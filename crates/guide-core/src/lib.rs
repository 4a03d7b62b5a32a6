//! guide-core: keyword resolution, content packs and query orchestration.
//!
//! A query is normalized, resolved to a canonical term, answered from the content pack or
//! the keyword KB, and only then handed to the external wiki.

mod error;
mod knowledge;
mod orchestrator;
mod resolver;
mod shared;

pub use error::{BoxError, GuideError, Result};
pub use shared::{GuideConfig, WikiMode};

pub use knowledge::{
    normalize, parse_json_entry, parse_markup_entry, AliasCatalog, AliasFile, Block, ContentEntry,
    ContentPack, KbEntry, KeywordKb, KnowledgeSource, Library, LibraryStatus, LocalHit,
    OutputUnit, PackLoadError, PackLoadReport, WikiTitles,
};

pub use resolver::{
    lcs_len, ratio, IndexEntry, KeywordResolver, MatchTier, Resolution, DEFAULT_FUZZY_CANDIDATES,
    DEFAULT_FUZZY_THRESHOLD,
};

pub use orchestrator::{
    truncate_chars, Answer, Orchestrator, QueryResponse, WikiHit, WikiService, WikiSummary,
};
//! Content pack: a directory of authored entries with interleaved text and images.
//!
//! ```text
//! <pack>/
//!   entries/*.md     markdown, optional YAML front matter (key, aliases, images)
//!   entries/*.json   {"key": .., "aliases": [..], "blocks": [{"type": "text"|"image", ..}]}
//!   assets/...       local images referenced by relative path
//! ```
//!
//! Entries are loaded in file-name order; a later file silently replaces an earlier one that
//! declares the same key or alias.

use super::normalize::normalize;
use super::KnowledgeSource;
use crate::error::{GuideError, Result};
use regex::Regex;
use serde::{Deserialize, Serialize};
use std::collections::HashMap;
use std::path::{Path, PathBuf};
use std::sync::OnceLock;

const ENTRIES_DIR: &str = "entries";
const ASSETS_DIR: &str = "assets";

/// One unit of authored content. Order inside an entry is significant.
#[derive(Debug, Clone, PartialEq, Eq, Serialize, Deserialize)]
#[serde(tag = "type", rename_all = "snake_case")]
pub enum Block {
    Text {
        #[serde(default)]
        content: String,
    },
    Image {
        #[serde(rename = "src", alias = "source", default)]
        source: String,
    },
}

impl Block {
    pub fn text(content: impl Into<String>) -> Self {
        Self::Text {
            content: content.into(),
        }
    }

    pub fn image(source: impl Into<String>) -> Self {
        Self::Image {
            source: source.into(),
        }
    }
}

/// A keyed, ordered sequence of blocks.
#[derive(Debug, Clone, PartialEq, Eq, Serialize, Deserialize)]
pub struct ContentEntry {
    pub key: String,
    #[serde(default)]
    pub aliases: Vec<String>,
    #[serde(default)]
    pub blocks: Vec<Block>,
}

/// Resolved output handed to the transport-specific renderer.
#[derive(Debug, Clone, PartialEq, Eq, Serialize)]
#[serde(tag = "kind", content = "value", rename_all = "snake_case")]
pub enum OutputUnit {
    Text(String),
    RemoteImage(String),
    LocalImage(PathBuf),
}

/// A document that failed to load during [`ContentPack::reload`].
#[derive(Debug, Clone, Serialize)]
pub struct PackLoadError {
    pub file: PathBuf,
    pub message: String,
}

/// Outcome of a pack reload.
#[derive(Debug, Clone, Default, Serialize)]
pub struct PackLoadReport {
    pub files_processed: usize,
    pub entries_loaded: usize,
    pub errors: Vec<PackLoadError>,
}

impl PackLoadReport {
    pub fn is_success(&self) -> bool {
        self.errors.is_empty()
    }
}

/// `key`/`aliases`/`images` accept either a single string or a list.
#[derive(Debug, Default, Deserialize)]
#[serde(untagged)]
enum OneOrMany {
    #[default]
    None,
    One(String),
    Many(Vec<String>),
}

impl OneOrMany {
    fn into_vec(self) -> Vec<String> {
        match self {
            Self::None => Vec::new(),
            Self::One(s) => vec![s],
            Self::Many(v) => v,
        }
    }
}

#[derive(Debug, Default, Deserialize)]
struct FrontMatter {
    #[serde(default)]
    key: Option<String>,
    #[serde(default)]
    aliases: OneOrMany,
    #[serde(default)]
    images: OneOrMany,
}

#[derive(Debug, Deserialize)]
struct JsonEntry {
    #[serde(default)]
    key: Option<String>,
    #[serde(default)]
    aliases: Vec<String>,
    #[serde(default)]
    blocks: Vec<Block>,
}

fn front_matter_re() -> &'static Regex {
    static RE: OnceLock<Regex> = OnceLock::new();
    RE.get_or_init(|| {
        Regex::new(r"(?s)\A---[ \t]*\n(?:(.*?)\n)?---[ \t]*(?:\n|\z)").expect("front matter regex")
    })
}

fn image_marker_re() -> &'static Regex {
    static RE: OnceLock<Regex> = OnceLock::new();
    RE.get_or_init(|| Regex::new(r"!\[[^\]]*\]\(([^)]+)\)").expect("image marker regex"))
}

/// Splits leading `---` front matter from the body. Returns `(front, body)`.
fn split_front_matter(text: &str) -> (Option<&str>, &str) {
    match front_matter_re().captures(text) {
        Some(caps) => {
            let end = caps.get(0).map(|m| m.end()).unwrap_or(0);
            (Some(caps.get(1).map(|m| m.as_str()).unwrap_or("")), &text[end..])
        }
        None => (None, text),
    }
}

/// Scans `body` for image markers, emitting text and image blocks in document order.
fn parse_body_blocks(body: &str) -> Vec<Block> {
    let mut blocks = Vec::new();
    let mut pos = 0;
    for caps in image_marker_re().captures_iter(body) {
        let (Some(whole), Some(src)) = (caps.get(0), caps.get(1)) else {
            continue;
        };
        let text = body[pos..whole.start()].trim();
        if !text.is_empty() {
            blocks.push(Block::text(text));
        }
        blocks.push(Block::image(src.as_str().trim()));
        pos = whole.end();
    }
    let tail = body[pos..].trim();
    if !tail.is_empty() {
        blocks.push(Block::text(tail));
    }
    if blocks.is_empty() && !body.trim().is_empty() {
        blocks.push(Block::text(body.trim()));
    }
    blocks
}

fn file_stem(path: &Path) -> String {
    path.file_stem()
        .map(|s| s.to_string_lossy().into_owned())
        .unwrap_or_default()
}

/// Parses a markdown document. `path` supplies the default key and error context.
pub fn parse_markup_entry(path: &Path, text: &str) -> Result<ContentEntry> {
    let text = text.strip_prefix('\u{FEFF}').unwrap_or(text).replace("\r\n", "\n");
    let (front, body) = split_front_matter(&text);
    let meta: FrontMatter = match front.map(str::trim).filter(|f| !f.is_empty()) {
        Some(raw) => serde_yaml::from_str::<Option<FrontMatter>>(raw)
            .map_err(|source| GuideError::FrontMatter {
                path: path.to_path_buf(),
                source,
            })?
            .unwrap_or_default(),
        None => FrontMatter::default(),
    };

    let mut blocks = parse_body_blocks(body);
    blocks.extend(
        meta.images
            .into_vec()
            .into_iter()
            .map(|src| Block::image(src.trim())),
    );

    Ok(ContentEntry {
        key: meta
            .key
            .map(|k| k.trim().to_string())
            .filter(|k| !k.is_empty())
            .unwrap_or_else(|| file_stem(path)),
        aliases: meta.aliases.into_vec(),
        blocks,
    })
}

/// Parses a structured JSON entry; blocks are taken verbatim.
pub fn parse_json_entry(path: &Path, text: &str) -> Result<ContentEntry> {
    let raw: JsonEntry = serde_json::from_str(text).map_err(|e| GuideError::json(path, e))?;
    Ok(ContentEntry {
        key: raw
            .key
            .map(|k| k.trim().to_string())
            .filter(|k| !k.is_empty())
            .unwrap_or_else(|| file_stem(path)),
        aliases: raw.aliases,
        blocks: raw.blocks,
    })
}

fn is_remote(src: &str) -> bool {
    let lower = src.get(..8).unwrap_or(src).to_ascii_lowercase();
    lower.starts_with("http://") || lower.starts_with("https://")
}

/// Keyed entries plus the normalized alias → key index.
pub struct ContentPack {
    pack_dir: PathBuf,
    entries_dir: PathBuf,
    assets_dir: PathBuf,
    by_key: HashMap<String, ContentEntry>,
    alias: HashMap<String, String>,
}

impl ContentPack {
    /// Creates an empty pack rooted at `pack_dir`. Call [`reload`](Self::reload) to populate.
    pub fn new(pack_dir: impl Into<PathBuf>) -> Self {
        let pack_dir = pack_dir.into();
        Self {
            entries_dir: pack_dir.join(ENTRIES_DIR),
            assets_dir: pack_dir.join(ASSETS_DIR),
            pack_dir,
            by_key: HashMap::new(),
            alias: HashMap::new(),
        }
    }

    /// Creates the pack and loads it.
    pub fn open_path(pack_dir: impl Into<PathBuf>) -> (Self, PackLoadReport) {
        let mut pack = Self::new(pack_dir);
        let report = pack.reload();
        (pack, report)
    }

    pub fn pack_dir(&self) -> &Path {
        &self.pack_dir
    }

    pub fn entries_dir(&self) -> &Path {
        &self.entries_dir
    }

    pub fn assets_dir(&self) -> &Path {
        &self.assets_dir
    }

    pub fn len(&self) -> usize {
        self.by_key.len()
    }

    pub fn is_empty(&self) -> bool {
        self.by_key.is_empty()
    }

    /// Canonical keys, sorted.
    pub fn keys(&self) -> Vec<String> {
        let mut keys: Vec<String> = self.by_key.values().map(|e| e.key.clone()).collect();
        keys.sort();
        keys.dedup();
        keys
    }

    /// Entry by normalized key (no alias resolution).
    pub fn get(&self, key: &str) -> Option<&ContentEntry> {
        self.by_key.get(&normalize(key))
    }

    fn sorted_entry_files(&self) -> std::io::Result<Vec<PathBuf>> {
        let mut files: Vec<PathBuf> = std::fs::read_dir(&self.entries_dir)?
            .filter_map(|e| e.ok())
            .map(|e| e.path())
            .filter(|p| p.is_file())
            .collect();
        files.sort_by(|a, b| a.file_name().cmp(&b.file_name()));
        Ok(files)
    }

    fn load_file(path: &Path) -> Result<Option<ContentEntry>> {
        let ext = path
            .extension()
            .map(|e| e.to_string_lossy().to_ascii_lowercase())
            .unwrap_or_default();
        let parse: fn(&Path, &str) -> Result<ContentEntry> = match ext.as_str() {
            "md" => parse_markup_entry,
            "json" => parse_json_entry,
            _ => return Ok(None),
        };
        let text = std::fs::read_to_string(path).map_err(|e| GuideError::io(path, e))?;
        parse(path, &text).map(Some)
    }

    fn register(&mut self, entry: ContentEntry) {
        let key = normalize(&entry.key);
        if key.is_empty() {
            return;
        }
        self.alias.insert(key.clone(), key.clone());
        for a in &entry.aliases {
            let a = normalize(a);
            if !a.is_empty() {
                self.alias.insert(a, key.clone());
            }
        }
        self.by_key.insert(key, entry);
    }

    /// Clears and re-reads `entries/`. A bad file is logged and skipped.
    pub fn reload(&mut self) -> PackLoadReport {
        self.by_key.clear();
        self.alias.clear();
        let mut report = PackLoadReport::default();

        let files = match self.sorted_entry_files() {
            Ok(files) => files,
            Err(e) => {
                tracing::warn!(target: "guide::pack", dir = %self.entries_dir.display(), error = %e, "entries directory not readable; pack is empty");
                return report;
            }
        };

        for path in files {
            match Self::load_file(&path) {
                Ok(Some(entry)) => {
                    report.files_processed += 1;
                    tracing::debug!(target: "guide::pack", file = %path.display(), key = %entry.key, blocks = entry.blocks.len(), "entry loaded");
                    self.register(entry);
                }
                Ok(None) => {}
                Err(e) => {
                    report.files_processed += 1;
                    tracing::warn!(target: "guide::pack", file = %path.display(), error = %e, "failed to load entry; skipped");
                    report.errors.push(PackLoadError {
                        file: path,
                        message: e.to_string(),
                    });
                }
            }
        }

        report.entries_loaded = self.by_key.len();
        tracing::info!(
            target: "guide::pack",
            pack = %self.pack_dir.display(),
            entries = report.entries_loaded,
            failed = report.errors.len(),
            "content pack reloaded: {} entries",
            report.entries_loaded
        );
        report
    }

    /// Exact normalized lookup through the alias index.
    pub fn match_term(&self, term: &str) -> Option<&ContentEntry> {
        let k = normalize(term);
        if k.is_empty() {
            return None;
        }
        self.alias.get(&k).and_then(|key| self.by_key.get(key))
    }

    /// First existing candidate among entries dir, assets dir, pack root.
    pub fn locate_local_image(&self, src: &str) -> Option<PathBuf> {
        [&self.entries_dir, &self.assets_dir, &self.pack_dir]
            .into_iter()
            .map(|base| base.join(src))
            .find(|candidate| candidate.exists())
    }

    /// Resolves an entry's blocks into output units, in order.
    pub fn render_blocks(&self, entry: &ContentEntry) -> Vec<OutputUnit> {
        let mut out = Vec::with_capacity(entry.blocks.len());
        for block in &entry.blocks {
            match block {
                Block::Text { content } => {
                    let content = content.trim();
                    if !content.is_empty() {
                        out.push(OutputUnit::Text(content.to_string()));
                    }
                }
                Block::Image { source } => {
                    let src = source.trim();
                    if src.is_empty() {
                        continue;
                    }
                    if is_remote(src) {
                        out.push(OutputUnit::RemoteImage(src.to_string()));
                    } else if let Some(path) = self.locate_local_image(src) {
                        out.push(OutputUnit::LocalImage(path));
                    } else {
                        tracing::warn!(target: "guide::pack", entry = %entry.key, src, "local image not found");
                        out.push(OutputUnit::Text(format!("[notice] local image not found: {}", src)));
                    }
                }
            }
        }
        out
    }
}

impl KnowledgeSource for ContentPack {
    fn name(&self) -> &str {
        "pack"
    }

    fn index_terms(&self) -> Vec<(String, String)> {
        self.alias
            .iter()
            .filter_map(|(term, key)| self.by_key.get(key).map(|e| (term.clone(), e.key.clone())))
            .collect()
    }
}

******************************

## WORK INSTRUCTION
Please state how many lines of the records hold the word "Regex", and write nothing but that number.

## RESPONSE AREA
7